**Problem to solve**
Pull every line containing "ledger" from the listing.
:::::
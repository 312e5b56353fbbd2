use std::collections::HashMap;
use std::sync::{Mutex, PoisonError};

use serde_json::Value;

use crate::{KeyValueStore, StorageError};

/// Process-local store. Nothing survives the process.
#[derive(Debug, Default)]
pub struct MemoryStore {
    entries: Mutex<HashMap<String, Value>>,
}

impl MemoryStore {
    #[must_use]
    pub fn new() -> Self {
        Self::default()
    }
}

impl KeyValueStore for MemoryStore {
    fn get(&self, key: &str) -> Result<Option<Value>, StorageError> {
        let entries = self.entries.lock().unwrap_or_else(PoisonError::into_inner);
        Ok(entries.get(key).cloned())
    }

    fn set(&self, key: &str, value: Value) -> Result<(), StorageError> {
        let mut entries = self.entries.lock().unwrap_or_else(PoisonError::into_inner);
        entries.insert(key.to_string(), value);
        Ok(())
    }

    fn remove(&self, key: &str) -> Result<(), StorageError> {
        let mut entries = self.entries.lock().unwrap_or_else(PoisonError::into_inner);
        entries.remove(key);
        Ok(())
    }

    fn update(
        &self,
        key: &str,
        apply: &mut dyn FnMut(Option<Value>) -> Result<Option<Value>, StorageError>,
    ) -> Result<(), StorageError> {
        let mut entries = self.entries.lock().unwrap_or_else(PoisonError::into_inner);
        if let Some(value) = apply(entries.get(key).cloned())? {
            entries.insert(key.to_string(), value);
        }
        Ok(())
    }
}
:::::
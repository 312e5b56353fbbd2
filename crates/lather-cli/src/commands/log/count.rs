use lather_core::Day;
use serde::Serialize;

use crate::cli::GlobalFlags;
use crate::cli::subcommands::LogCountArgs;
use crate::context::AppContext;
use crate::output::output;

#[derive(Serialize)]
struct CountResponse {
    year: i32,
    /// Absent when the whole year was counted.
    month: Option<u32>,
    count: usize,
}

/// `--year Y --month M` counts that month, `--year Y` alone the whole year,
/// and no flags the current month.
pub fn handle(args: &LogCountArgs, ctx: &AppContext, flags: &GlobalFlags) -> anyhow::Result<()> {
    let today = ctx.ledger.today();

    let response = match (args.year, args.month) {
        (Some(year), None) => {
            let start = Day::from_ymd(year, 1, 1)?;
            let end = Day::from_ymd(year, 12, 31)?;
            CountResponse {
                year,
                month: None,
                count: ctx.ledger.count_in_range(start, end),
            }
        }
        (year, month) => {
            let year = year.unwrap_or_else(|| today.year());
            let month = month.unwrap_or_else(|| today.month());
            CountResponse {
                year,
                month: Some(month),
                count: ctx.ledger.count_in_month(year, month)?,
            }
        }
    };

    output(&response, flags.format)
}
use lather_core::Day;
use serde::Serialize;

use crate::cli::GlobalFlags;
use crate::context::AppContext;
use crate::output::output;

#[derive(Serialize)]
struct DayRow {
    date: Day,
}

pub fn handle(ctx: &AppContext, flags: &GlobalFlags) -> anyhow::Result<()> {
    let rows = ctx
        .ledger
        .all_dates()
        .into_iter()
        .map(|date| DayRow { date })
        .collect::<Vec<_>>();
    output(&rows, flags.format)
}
:::::
**Answer to this task**
    let today = ctx.ledger.today();
                count: ctx.ledger.count_in_range(start, end),
                count: ctx.ledger.count_in_month(year, month)?,
        .ledger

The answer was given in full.